Another source of latency occurs for the digital-to-analog conversion of the input data preparation and the analog-to-digital conversion of the output data detection. This latency is common to existing implementations and proposals of optical neural networks, and has been analyzed in details [39–42]. As a simple estimate, we consider the matrix-vector multiplication process of a single input vector with a dimension $N$. For the input data preparation, the information is transferred from the electronic to the optical domains using optical modulators. For a given input vector, this transfer process can be carried out in parallel for each element of the vector. Hence the latency for the input data preparation is independent of the length of the input vector and instead is entirely controlled by a time scale $\tau _{modulation}$ determined by the modulator.

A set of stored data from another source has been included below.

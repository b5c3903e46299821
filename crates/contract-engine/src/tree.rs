//! Lookups over a section list in document order
//!
//! Trees may come back from callers (for example as JSON from a UI), so walks
//! along `parent_id` are bounded by the tree length instead of trusting the
//! links to be acyclic.

use shared_types::{Section, SectionId};

pub fn find<'t>(tree: &'t [Section], id: &SectionId) -> Option<&'t Section> {
    tree.iter().find(|s| &s.id == id)
}

pub fn position(tree: &[Section], id: &SectionId) -> Option<usize> {
    tree.iter().position(|s| &s.id == id)
}

/// Ancestors of `id`, nearest first. Empty for unknown ids and roots.
pub fn ancestors<'t>(tree: &'t [Section], id: &SectionId) -> Vec<&'t Section> {
    let mut chain = Vec::new();
    let mut current = find(tree, id).and_then(|s| s.parent_id.as_ref());

    while let Some(parent_id) = current {
        if chain.len() >= tree.len() {
            break;
        }
        let Some(parent) = find(tree, parent_id) else {
            break;
        };
        chain.push(parent);
        current = parent.parent_id.as_ref();
    }

    chain
}

/// Direct children of `id`, in document order.
pub fn children<'t>(tree: &'t [Section], id: &SectionId) -> Vec<&'t Section> {
    tree.iter()
        .filter(|s| s.parent_id.as_ref() == Some(id))
        .collect()
}

/// Number of ancestors; `None` when `id` is not in the tree.
pub fn depth(tree: &[Section], id: &SectionId) -> Option<usize> {
    find(tree, id).map(|_| ancestors(tree, id).len())
}

/// The section and all of its descendants. Descendants always follow their
/// ancestor contiguously in document order.
pub fn subtree<'t>(tree: &'t [Section], id: &SectionId) -> Option<&'t [Section]> {
    let start = position(tree, id)?;
    let mut members: Vec<&SectionId> = vec![&tree[start].id];
    let mut end = start + 1;

    while let Some(section) = tree.get(end) {
        match &section.parent_id {
            Some(parent) if members.contains(&parent) => {
                members.push(&section.id);
                end += 1;
            }
            _ => break,
        }
    }

    Some(&tree[start..end])
}

#[cfg(test)]
mod tests {
    use super::*;
    use crate::structure;
    use pretty_assertions::assert_eq;

    const DOC: &str = "# One\nintro\n## Two\n### Three\nbody\n## Four\n# Five";

    fn titles(sections: &[&Section]) -> Vec<String> {
        sections.iter().map(|s| s.title.clone()).collect()
    }

    #[test]
    fn test_ancestors_nearest_first() {
        let tree = structure::build(DOC);
        let body = &tree[4];
        assert_eq!(titles(&ancestors(&tree, &body.id)), vec!["Three", "Two", "One"]);
        assert_eq!(depth(&tree, &body.id), Some(3));
        assert!(ancestors(&tree, &tree[0].id).is_empty());
    }

    #[test]
    fn test_children_and_find() {
        let tree = structure::build(DOC);
        let one = &tree[0];
        let kids = children(&tree, &one.id);
        assert_eq!(kids.len(), 3);
        assert_eq!(kids[1].title, "Two");
        assert_eq!(find(&tree, &SectionId::new("s-missing")), None);
        assert_eq!(depth(&tree, &SectionId::new("s-missing")), None);
    }

    #[test]
    fn test_subtree_is_contiguous() {
        let tree = structure::build(DOC);
        let two = subtree(&tree, &tree[2].id).unwrap();
        let names: Vec<&str> = two.iter().map(|s| s.title.as_str()).collect();
        assert_eq!(names, vec!["Two", "Three", ""]);

        let one = subtree(&tree, &tree[0].id).unwrap();
        assert_eq!(one.len(), 6);
    }

    #[test]
    fn test_cyclic_links_terminate() {
        let mut tree = structure::build("# A\n## B");
        tree[0].parent_id = Some(tree[1].id.clone());
        assert!(ancestors(&tree, &tree[1].id).len() <= tree.len());
    }
}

Similarly, for the output data detection, the latency is also independent of the length of the output vector and instead is controlled by a time scale $\tau _{detection}$ determined by the detector. The total latency due to the input/output process is then $\tau _{modulation}+\tau _{detection}$. The length of the optical mesh typically scales linearly as $N$. Thus the total latency is $\tau _{modulation}+\tau _{detection}+CN$, where the last term here is the transit time through the mesh. Since, in electronic processing, the time it takes for performing matrix-vector multiplication scales as $N^2$, the advantages of optical neural networks over the electronic processing appears when the input vector has a dimension $N$ is sufficiently large.

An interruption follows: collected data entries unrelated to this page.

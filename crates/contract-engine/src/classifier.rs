//! Section classifier
//!
//! Body sections are typed by the first matching rule in an ordered list. The
//! rules are kept outside the structure builder so new ones can be pushed
//! without touching tree construction. Anything no rule claims is a paragraph.

use crate::config::EngineConfig;
use crate::patterns::{
    CAPITALIZED_OPENER_PATTERN, DEONTIC_PATTERN, EXECUTION_PATTERN, LETTERED_CLAUSE_PATTERN,
    NUMBERED_CLAUSE_PATTERN, QUOTED_DEFINITION_PATTERN,
};
use shared_types::{Section, SectionId, SectionType};
use std::collections::HashMap;
use tracing::trace;

/// What a rule gets to look at for one body section.
#[derive(Debug, Clone, Copy)]
pub struct ClassifyContext<'a> {
    /// Concatenated content of the section
    pub content: &'a str,
    /// Whether an ancestor heading opens a definitions scope
    pub in_definitions: bool,
}

/// A predicate that claims a section for one type.
pub trait ClassificationRule: Send + Sync {
    /// Short rule name for logs
    fn name(&self) -> &str;

    /// Type assigned when the rule matches
    fn section_type(&self) -> SectionType;

    fn matches(&self, ctx: &ClassifyContext<'_>) -> bool;
}

/// `"Term" means ...` inside a definitions scope.
pub struct QuotedDefinitionRule;

impl ClassificationRule for QuotedDefinitionRule {
    fn name(&self) -> &str {
        "quoted_definition"
    }

    fn section_type(&self) -> SectionType {
        SectionType::Definition
    }

    fn matches(&self, ctx: &ClassifyContext<'_>) -> bool {
        ctx.in_definitions && QUOTED_DEFINITION_PATTERN.is_match(ctx.content)
    }
}

/// Execution blocks: signature lines, `IN WITNESS WHEREOF`.
pub struct ExecutionRule;

impl ClassificationRule for ExecutionRule {
    fn name(&self) -> &str {
        "execution"
    }

    fn section_type(&self) -> SectionType {
        SectionType::Signature
    }

    fn matches(&self, ctx: &ClassifyContext<'_>) -> bool {
        EXECUTION_PATTERN.is_match(ctx.content)
    }
}

/// Numbered or lettered sub-clauses, capitalized openers and deontic verbs.
pub struct ClauseMarkerRule;

impl ClassificationRule for ClauseMarkerRule {
    fn name(&self) -> &str {
        "clause_marker"
    }

    fn section_type(&self) -> SectionType {
        SectionType::Clause
    }

    fn matches(&self, ctx: &ClassifyContext<'_>) -> bool {
        NUMBERED_CLAUSE_PATTERN.is_match(ctx.content)
            || LETTERED_CLAUSE_PATTERN.is_match(ctx.content)
            || CAPITALIZED_OPENER_PATTERN.is_match(ctx.content)
            || DEONTIC_PATTERN.is_match(ctx.content)
    }
}

pub struct SectionClassifier {
    rules: Vec<Box<dyn ClassificationRule>>,
}

impl Default for SectionClassifier {
    fn default() -> Self {
        Self::new(vec![
            Box::new(QuotedDefinitionRule),
            Box::new(ExecutionRule),
            Box::new(ClauseMarkerRule),
        ])
    }
}

impl SectionClassifier {
    /// A classifier with exactly these rules, tried in order.
    pub fn new(rules: Vec<Box<dyn ClassificationRule>>) -> Self {
        Self { rules }
    }

    /// Append a rule after the existing ones.
    pub fn push_rule(&mut self, rule: Box<dyn ClassificationRule>) {
        self.rules.push(rule);
    }

    pub fn rule_names(&self) -> Vec<&str> {
        self.rules.iter().map(|r| r.name()).collect()
    }

    pub fn classify(&self, ctx: &ClassifyContext<'_>) -> SectionType {
        self.rules
            .iter()
            .find(|rule| rule.matches(ctx))
            .map(|rule| rule.section_type())
            .unwrap_or(SectionType::Paragraph)
    }

    /// Type every body section of `tree` in place. Headings are left alone.
    pub fn classify_tree(&self, tree: &mut [Section], config: &EngineConfig) {
        let scopes = definition_scopes(tree, config);

        for (section, in_definitions) in tree.iter_mut().zip(scopes) {
            if section.is_heading() {
                continue;
            }
            let content = section.concatenated();
            let ctx = ClassifyContext {
                content: &content,
                in_definitions,
            };
            section.section_type = self.classify(&ctx);
            trace!(
                section_id = %section.id,
                section_type = section.section_type.as_str(),
                in_definitions,
                "classified section"
            );
        }
    }
}

/// For each section, whether it sits under a definitions heading. A heading
/// counts as its own scope so its body children inherit it.
fn definition_scopes(tree: &[Section], config: &EngineConfig) -> Vec<bool> {
    let mut by_id: HashMap<&SectionId, bool> = HashMap::new();
    let mut scopes = Vec::with_capacity(tree.len());

    for section in tree {
        let inherited = section
            .parent_id
            .as_ref()
            .and_then(|p| by_id.get(p).copied())
            .unwrap_or(false);
        let own = section.is_heading() && config.is_definitions_heading(&section.title);
        by_id.insert(&section.id, inherited || own);
        scopes.push(inherited);
    }

    scopes
}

Based on the design described in this section, we can now train the tunable parameters in the RONN for neural network applications.

3. Neural network training based on transfer matrix method

A ring-based optical neural network can be constructed by cascading the linear and nonlinear devices as discussed in the previous section. Since the input-output relations of all these devices can be described by transfer functions, to train the optical neural network, it is sufficient to construct a model of the network in terms of transfer matrices. We then train the network by adjusting the tunable elements in the linear devices in order to achieve a certain performance objective. In such training, one can directly obtain the required physical tuning parameters that are applied on the tunable elements, such as voltages for electro-optic devices [43–45], temperatures for thermo-optic devices [46,47], or displacements for mechanical devices [48].

We summarize the general training process in Fig. 3. The training process involves two stages:

1. Component analysis: For each tunable device, we need to perform a component analysis to characterize its response to tunable parameters such as temperatures, voltages, and forces. For training purposes we will need to take the derivative of the response function to the tunable parameters. Thus, one would need to generate a characterization equation that describes the variation of the response function with respect to the tuning parameters. Such a characterization equation can be done through fitting.
2. Neural network design: We can then design the network structures and the optimization algorithms for the system with the characterization equation of each component. The gradient with respect to each tunable parameter is obtained using automatic differentiation [27,28], and then gradient methods [49,50] can be used to search for the appropriate tunable parameters for different applications. After training, we apply the trained tunable parameters to the corresponding physical devices. The system now behaves as a programmed neural network for specific tasks.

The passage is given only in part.